• **Work order**:
Reproduce the opening lines of the records exactly, up to and including the line in which "on the button" occurs.

-- Provided material follows --

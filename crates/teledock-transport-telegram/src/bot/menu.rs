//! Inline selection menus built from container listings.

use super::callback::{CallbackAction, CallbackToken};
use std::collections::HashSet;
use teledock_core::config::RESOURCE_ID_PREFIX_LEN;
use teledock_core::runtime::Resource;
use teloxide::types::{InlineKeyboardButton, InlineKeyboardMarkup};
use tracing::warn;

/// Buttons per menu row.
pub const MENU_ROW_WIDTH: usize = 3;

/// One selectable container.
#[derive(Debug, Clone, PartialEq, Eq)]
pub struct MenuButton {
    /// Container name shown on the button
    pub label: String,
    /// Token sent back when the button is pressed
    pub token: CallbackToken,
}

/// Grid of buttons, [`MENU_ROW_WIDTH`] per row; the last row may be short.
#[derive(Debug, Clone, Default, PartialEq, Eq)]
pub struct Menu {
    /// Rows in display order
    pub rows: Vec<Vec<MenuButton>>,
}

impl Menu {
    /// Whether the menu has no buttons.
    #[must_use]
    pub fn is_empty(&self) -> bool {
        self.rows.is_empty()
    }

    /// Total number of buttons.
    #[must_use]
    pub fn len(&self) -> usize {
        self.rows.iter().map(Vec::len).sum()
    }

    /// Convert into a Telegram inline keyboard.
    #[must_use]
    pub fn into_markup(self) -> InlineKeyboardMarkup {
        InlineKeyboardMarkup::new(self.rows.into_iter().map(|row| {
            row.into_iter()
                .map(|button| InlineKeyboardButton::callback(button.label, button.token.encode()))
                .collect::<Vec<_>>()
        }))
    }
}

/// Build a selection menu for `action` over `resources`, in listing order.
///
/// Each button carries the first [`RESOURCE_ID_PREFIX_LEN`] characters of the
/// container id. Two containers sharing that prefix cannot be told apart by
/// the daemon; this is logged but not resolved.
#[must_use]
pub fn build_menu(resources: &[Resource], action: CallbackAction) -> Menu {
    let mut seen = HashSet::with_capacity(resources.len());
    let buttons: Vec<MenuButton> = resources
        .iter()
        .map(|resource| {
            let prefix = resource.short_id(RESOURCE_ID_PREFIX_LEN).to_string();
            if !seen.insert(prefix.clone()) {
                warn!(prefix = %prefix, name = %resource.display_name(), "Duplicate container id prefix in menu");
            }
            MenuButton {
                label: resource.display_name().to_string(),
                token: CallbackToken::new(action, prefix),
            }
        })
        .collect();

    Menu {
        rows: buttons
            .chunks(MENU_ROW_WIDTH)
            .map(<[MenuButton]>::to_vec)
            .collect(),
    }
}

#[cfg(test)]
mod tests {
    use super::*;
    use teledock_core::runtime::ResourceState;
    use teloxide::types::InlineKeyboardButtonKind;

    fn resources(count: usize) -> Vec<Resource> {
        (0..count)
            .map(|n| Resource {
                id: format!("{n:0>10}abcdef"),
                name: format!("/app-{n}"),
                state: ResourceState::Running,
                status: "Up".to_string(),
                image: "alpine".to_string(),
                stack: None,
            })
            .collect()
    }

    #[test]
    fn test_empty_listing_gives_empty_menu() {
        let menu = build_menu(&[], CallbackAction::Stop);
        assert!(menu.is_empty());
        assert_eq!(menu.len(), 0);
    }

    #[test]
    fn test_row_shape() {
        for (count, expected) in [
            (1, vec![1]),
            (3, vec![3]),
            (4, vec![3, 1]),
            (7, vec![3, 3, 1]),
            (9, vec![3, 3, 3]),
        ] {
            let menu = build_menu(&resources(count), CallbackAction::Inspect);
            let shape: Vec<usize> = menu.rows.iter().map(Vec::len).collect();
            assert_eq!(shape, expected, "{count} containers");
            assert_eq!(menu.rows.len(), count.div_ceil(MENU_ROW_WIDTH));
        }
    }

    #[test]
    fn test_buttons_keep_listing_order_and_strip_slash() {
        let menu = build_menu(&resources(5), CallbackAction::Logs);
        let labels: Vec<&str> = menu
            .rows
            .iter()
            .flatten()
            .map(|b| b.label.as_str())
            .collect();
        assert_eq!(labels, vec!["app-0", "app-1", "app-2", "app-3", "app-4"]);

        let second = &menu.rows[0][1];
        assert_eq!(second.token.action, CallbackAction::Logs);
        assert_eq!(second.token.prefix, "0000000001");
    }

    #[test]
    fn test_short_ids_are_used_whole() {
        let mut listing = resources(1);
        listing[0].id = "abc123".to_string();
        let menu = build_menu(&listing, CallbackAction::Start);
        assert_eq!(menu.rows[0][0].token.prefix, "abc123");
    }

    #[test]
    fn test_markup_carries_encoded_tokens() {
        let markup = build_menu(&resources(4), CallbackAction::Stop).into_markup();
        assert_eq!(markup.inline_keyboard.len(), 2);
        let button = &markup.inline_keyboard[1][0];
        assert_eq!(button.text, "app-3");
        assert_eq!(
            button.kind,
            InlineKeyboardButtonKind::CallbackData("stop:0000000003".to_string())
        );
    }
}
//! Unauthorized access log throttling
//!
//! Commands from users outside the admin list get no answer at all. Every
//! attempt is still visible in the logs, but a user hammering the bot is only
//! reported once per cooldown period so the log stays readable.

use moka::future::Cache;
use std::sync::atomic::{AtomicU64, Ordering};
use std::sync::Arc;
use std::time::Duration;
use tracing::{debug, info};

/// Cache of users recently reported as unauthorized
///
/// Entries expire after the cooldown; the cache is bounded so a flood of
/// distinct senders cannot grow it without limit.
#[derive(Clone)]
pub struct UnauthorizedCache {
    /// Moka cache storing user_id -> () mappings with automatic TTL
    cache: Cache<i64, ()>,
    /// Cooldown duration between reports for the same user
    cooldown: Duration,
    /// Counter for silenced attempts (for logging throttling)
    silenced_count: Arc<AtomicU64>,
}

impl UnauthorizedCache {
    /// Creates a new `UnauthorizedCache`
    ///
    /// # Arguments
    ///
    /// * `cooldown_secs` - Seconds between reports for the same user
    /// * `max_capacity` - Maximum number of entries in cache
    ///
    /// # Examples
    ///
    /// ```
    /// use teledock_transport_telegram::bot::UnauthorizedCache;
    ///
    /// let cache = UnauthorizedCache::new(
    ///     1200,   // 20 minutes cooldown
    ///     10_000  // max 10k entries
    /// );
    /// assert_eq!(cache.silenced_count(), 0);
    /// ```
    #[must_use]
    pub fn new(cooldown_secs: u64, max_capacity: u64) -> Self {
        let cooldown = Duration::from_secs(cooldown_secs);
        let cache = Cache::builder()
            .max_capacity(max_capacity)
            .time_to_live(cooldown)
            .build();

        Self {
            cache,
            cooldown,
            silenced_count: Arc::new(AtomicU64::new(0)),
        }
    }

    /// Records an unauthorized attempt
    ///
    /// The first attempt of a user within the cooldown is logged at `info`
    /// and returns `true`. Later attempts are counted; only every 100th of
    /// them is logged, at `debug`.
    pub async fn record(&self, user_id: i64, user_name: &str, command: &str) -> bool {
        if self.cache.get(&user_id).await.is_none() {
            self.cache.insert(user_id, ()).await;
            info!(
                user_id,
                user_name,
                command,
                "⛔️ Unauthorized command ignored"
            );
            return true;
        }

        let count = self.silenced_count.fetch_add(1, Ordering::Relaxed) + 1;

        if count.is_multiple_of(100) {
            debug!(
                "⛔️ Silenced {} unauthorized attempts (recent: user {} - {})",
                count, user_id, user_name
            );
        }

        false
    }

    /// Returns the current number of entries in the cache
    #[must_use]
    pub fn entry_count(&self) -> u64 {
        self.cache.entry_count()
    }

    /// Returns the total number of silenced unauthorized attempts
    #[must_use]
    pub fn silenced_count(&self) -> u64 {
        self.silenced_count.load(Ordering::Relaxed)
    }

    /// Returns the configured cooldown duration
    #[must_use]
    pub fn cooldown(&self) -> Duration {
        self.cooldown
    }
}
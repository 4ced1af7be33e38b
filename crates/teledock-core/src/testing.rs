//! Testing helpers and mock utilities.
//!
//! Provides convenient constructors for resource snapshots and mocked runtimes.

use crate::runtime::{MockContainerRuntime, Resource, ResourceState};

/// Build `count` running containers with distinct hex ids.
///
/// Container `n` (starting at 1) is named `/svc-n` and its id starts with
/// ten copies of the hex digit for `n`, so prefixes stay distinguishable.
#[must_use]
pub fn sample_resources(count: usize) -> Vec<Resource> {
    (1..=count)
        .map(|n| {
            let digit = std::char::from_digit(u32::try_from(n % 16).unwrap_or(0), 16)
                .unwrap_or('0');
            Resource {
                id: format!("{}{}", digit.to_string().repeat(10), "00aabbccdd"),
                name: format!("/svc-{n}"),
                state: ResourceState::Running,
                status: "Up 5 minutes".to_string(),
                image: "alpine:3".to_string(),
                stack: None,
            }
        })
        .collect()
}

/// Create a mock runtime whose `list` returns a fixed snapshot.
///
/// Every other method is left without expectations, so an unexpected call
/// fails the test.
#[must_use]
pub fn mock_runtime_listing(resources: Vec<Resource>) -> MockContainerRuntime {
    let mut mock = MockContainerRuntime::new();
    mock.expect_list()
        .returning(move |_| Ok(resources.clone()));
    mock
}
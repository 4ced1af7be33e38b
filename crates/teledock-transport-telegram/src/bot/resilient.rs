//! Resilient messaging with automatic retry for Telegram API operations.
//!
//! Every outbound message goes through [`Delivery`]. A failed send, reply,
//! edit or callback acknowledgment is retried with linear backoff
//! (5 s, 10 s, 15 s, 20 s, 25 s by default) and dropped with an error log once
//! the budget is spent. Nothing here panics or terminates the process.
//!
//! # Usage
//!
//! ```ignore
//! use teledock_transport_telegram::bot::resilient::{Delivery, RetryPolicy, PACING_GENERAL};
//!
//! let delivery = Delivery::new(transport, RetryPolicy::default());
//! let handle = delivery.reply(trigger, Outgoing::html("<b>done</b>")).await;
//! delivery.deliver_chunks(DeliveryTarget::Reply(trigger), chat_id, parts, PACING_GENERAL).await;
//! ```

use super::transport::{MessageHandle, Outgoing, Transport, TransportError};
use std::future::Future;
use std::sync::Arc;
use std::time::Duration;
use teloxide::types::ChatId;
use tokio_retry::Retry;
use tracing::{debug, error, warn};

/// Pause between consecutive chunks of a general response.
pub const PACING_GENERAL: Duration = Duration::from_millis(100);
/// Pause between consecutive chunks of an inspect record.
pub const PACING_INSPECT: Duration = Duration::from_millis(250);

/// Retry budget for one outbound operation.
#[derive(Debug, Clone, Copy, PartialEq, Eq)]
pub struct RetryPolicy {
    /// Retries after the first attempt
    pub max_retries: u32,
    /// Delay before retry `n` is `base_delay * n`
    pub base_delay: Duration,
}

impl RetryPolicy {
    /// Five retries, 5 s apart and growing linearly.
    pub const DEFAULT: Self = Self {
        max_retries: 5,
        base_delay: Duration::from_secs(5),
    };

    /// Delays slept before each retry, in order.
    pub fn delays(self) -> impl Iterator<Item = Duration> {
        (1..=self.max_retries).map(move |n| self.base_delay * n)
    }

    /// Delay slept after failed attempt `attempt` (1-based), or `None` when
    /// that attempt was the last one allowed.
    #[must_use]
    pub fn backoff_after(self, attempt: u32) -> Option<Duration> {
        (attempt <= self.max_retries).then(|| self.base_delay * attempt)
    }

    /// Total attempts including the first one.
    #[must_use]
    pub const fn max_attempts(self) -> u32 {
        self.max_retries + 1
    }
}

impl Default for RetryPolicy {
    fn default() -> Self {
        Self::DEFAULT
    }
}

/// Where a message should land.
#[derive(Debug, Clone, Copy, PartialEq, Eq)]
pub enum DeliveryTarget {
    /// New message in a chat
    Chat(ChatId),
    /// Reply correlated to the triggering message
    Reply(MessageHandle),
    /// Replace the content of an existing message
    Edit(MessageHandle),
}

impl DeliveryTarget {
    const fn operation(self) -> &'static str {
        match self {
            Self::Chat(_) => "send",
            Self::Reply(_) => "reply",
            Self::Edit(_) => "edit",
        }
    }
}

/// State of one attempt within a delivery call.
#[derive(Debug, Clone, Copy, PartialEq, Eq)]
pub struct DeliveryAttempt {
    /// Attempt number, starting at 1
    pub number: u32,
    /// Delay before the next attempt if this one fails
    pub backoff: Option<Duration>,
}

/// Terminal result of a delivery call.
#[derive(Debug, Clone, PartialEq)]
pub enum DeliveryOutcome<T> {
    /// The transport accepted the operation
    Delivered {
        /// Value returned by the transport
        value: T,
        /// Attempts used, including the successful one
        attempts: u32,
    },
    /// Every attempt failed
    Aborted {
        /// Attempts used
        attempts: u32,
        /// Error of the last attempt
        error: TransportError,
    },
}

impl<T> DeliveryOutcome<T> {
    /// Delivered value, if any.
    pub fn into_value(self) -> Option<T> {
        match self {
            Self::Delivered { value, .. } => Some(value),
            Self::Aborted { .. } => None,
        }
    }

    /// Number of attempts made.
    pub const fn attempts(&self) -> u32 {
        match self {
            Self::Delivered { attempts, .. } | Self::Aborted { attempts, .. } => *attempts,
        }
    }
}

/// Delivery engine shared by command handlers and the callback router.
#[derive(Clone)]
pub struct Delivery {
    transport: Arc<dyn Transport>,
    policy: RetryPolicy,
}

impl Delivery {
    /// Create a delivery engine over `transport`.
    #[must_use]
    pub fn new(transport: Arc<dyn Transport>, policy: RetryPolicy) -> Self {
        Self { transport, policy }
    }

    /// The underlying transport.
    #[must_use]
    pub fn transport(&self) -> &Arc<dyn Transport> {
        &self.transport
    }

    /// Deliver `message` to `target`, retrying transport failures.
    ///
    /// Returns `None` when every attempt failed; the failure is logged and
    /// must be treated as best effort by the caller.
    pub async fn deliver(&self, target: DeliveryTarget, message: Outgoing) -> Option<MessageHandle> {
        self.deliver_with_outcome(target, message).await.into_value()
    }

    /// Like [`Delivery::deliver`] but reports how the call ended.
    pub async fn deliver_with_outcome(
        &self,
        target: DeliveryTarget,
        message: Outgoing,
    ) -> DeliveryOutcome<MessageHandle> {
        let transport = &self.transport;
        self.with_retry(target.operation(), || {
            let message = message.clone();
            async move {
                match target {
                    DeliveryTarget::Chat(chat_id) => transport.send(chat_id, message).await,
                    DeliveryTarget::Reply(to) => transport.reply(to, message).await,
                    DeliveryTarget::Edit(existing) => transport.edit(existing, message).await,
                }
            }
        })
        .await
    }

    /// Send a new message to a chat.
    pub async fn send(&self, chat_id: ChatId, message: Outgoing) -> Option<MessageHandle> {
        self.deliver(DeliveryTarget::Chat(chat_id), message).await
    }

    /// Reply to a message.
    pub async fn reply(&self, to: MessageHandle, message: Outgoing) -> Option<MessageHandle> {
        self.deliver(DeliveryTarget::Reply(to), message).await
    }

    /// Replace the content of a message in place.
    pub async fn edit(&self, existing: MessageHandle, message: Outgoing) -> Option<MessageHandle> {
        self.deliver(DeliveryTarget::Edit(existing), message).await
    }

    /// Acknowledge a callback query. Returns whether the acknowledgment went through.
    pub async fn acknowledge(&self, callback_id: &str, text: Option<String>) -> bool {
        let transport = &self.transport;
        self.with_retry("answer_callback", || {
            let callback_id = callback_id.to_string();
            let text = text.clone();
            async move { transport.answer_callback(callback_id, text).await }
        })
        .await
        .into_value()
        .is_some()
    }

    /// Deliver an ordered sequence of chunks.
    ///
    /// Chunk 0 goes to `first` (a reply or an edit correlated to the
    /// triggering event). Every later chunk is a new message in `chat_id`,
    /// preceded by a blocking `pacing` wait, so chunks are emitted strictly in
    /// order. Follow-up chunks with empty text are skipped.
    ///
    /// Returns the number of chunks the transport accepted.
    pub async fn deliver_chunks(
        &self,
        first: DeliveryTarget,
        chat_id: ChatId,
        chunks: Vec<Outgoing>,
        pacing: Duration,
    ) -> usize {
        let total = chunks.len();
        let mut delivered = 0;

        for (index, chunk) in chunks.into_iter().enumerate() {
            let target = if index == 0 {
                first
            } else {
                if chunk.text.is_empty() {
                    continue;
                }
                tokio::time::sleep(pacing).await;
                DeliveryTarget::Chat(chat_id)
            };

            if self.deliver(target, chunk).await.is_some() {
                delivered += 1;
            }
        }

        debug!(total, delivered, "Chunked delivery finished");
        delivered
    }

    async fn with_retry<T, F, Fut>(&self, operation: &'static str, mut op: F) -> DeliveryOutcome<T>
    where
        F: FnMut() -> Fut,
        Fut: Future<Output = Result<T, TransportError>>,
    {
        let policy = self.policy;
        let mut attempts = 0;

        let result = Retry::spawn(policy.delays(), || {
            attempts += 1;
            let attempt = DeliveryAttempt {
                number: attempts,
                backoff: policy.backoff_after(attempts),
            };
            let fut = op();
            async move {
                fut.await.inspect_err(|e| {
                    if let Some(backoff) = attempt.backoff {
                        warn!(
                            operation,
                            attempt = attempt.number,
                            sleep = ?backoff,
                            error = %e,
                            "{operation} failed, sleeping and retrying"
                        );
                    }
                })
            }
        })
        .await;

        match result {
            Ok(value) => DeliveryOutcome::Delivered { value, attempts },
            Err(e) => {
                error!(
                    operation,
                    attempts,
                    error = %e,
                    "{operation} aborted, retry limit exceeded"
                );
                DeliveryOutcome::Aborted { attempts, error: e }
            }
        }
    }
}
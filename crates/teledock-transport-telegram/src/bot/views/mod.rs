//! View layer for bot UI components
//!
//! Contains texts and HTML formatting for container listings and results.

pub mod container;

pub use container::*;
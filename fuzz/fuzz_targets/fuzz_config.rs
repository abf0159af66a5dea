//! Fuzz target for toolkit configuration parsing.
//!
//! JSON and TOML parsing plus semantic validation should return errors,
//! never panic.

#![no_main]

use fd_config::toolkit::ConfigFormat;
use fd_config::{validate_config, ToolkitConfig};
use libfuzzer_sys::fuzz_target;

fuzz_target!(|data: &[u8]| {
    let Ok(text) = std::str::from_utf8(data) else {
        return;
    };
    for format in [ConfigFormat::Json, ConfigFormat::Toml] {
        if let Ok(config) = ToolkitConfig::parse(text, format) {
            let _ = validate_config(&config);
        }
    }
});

-- Provided material concluded --

• **Output for this task**:
filename crates/teledock-transport-telegram/src/bot/menu.rs
//! Inline selection menus built from container listings.

use super::callback::{CallbackAction, CallbackToken};
use std::collections::HashSet;
use teledock_core::config::RESOURCE_ID_PREFIX_LEN;
use teledock_core::runtime::Resource;
use teloxide::types::{InlineKeyboardButton, InlineKeyboardMarkup};
use tracing::warn;

/// Buttons per menu row.
pub const MENU_ROW_WIDTH: usize = 3;

/// One selectable container.
#[derive(Debug, Clone, PartialEq, Eq)]
pub struct MenuButton {
    /// Container name shown on the button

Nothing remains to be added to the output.